GIVEN RECORDS.
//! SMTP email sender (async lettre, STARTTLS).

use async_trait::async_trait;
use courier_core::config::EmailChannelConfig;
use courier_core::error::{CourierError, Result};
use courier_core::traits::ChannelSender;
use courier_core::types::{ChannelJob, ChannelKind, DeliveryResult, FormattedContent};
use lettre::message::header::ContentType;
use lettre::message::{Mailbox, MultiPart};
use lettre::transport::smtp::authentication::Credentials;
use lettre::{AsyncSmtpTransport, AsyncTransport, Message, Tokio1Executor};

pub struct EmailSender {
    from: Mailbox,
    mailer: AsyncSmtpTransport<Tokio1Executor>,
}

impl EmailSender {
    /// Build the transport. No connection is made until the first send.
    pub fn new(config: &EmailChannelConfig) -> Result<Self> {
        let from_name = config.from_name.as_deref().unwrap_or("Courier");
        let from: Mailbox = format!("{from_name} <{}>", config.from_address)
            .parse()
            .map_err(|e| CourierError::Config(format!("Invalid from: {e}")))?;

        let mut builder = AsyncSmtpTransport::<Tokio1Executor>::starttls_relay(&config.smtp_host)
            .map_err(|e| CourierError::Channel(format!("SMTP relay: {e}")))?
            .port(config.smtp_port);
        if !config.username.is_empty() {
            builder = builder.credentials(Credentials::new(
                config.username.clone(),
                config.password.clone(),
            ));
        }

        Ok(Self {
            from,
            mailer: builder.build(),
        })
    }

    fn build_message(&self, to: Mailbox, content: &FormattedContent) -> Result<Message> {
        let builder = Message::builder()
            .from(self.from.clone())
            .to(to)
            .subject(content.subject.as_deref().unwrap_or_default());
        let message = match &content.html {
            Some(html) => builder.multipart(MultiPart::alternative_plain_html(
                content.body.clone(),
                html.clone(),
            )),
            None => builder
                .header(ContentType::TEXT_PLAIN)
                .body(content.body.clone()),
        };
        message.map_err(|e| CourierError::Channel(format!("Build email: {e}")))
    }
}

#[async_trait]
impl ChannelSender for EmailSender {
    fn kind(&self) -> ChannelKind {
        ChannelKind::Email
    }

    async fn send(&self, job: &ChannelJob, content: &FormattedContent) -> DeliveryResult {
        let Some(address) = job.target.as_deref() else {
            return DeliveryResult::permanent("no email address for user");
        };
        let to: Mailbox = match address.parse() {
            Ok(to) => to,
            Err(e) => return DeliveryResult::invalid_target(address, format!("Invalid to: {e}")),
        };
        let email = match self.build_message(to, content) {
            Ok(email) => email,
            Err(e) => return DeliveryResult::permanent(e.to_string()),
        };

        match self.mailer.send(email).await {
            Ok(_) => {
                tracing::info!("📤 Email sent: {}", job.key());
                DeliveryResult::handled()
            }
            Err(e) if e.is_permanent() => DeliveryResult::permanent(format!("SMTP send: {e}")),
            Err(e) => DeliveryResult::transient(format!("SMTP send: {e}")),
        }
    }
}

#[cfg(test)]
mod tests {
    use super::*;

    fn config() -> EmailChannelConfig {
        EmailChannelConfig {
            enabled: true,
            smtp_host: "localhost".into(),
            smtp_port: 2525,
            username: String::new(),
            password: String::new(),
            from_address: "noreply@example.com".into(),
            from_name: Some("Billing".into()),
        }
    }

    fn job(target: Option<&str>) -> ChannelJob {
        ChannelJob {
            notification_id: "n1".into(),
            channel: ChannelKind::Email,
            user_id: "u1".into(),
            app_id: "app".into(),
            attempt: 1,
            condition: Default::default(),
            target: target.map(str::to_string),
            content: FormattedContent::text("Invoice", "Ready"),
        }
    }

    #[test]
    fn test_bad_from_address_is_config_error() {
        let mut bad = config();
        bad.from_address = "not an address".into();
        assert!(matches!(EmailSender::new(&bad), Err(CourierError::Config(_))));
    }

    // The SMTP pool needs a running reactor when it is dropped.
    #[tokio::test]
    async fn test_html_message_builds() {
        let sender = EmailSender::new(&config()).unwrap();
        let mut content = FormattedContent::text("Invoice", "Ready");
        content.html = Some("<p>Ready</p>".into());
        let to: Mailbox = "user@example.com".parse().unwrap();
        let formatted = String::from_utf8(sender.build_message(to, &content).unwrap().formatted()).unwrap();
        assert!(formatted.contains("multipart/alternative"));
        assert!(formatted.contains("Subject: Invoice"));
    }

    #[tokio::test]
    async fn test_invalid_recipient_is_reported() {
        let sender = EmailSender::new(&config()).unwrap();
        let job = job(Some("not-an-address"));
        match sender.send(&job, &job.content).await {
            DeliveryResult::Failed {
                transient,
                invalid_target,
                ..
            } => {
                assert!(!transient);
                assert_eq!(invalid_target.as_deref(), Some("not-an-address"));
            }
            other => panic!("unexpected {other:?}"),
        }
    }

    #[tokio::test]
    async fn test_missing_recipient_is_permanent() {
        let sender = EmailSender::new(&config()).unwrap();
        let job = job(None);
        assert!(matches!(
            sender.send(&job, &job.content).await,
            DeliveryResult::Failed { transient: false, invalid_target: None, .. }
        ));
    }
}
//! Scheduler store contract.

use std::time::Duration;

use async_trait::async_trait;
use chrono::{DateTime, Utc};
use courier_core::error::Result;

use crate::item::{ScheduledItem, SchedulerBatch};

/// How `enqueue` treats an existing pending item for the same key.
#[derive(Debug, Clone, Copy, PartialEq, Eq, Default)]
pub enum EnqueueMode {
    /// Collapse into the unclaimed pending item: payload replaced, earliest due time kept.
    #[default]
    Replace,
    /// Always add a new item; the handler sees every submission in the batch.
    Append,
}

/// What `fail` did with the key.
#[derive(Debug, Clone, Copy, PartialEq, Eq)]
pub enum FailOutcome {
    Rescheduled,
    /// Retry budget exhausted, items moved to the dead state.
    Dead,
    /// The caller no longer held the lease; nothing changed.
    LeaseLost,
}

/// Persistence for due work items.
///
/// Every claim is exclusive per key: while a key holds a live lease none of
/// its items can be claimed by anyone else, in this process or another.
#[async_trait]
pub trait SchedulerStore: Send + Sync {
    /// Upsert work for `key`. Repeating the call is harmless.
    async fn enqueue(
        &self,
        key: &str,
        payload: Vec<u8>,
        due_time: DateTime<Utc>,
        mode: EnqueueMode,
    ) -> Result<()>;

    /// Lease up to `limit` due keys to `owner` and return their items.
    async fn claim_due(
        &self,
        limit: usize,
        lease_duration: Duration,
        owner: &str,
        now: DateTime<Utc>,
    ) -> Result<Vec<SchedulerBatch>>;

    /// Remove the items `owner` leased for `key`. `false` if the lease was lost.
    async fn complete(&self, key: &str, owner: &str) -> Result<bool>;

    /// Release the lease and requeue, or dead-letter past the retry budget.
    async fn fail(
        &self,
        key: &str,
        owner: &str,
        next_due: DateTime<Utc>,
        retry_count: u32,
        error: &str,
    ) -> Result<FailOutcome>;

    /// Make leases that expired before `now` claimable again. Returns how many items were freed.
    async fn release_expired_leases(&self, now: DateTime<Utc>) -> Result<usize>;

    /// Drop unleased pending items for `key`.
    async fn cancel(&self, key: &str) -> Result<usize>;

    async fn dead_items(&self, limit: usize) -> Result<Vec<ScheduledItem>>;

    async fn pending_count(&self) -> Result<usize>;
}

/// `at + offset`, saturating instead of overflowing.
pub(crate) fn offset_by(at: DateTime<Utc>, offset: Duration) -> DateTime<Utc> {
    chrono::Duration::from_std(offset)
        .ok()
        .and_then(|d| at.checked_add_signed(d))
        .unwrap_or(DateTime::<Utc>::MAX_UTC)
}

BRIEF. In the entries above, copy each line that contains the string "Some".

EXERCISE ANSWER.
            Some(html) => builder.multipart(MultiPart::alternative_plain_html(
        let Some(address) = job.target.as_deref() else {
            from_name: Some("Billing".into()),
        content.html = Some("<p>Ready</p>".into());
        let job = job(Some("not-an-address"));
                assert_eq!(invalid_target.as_deref(), Some("not-an-address"));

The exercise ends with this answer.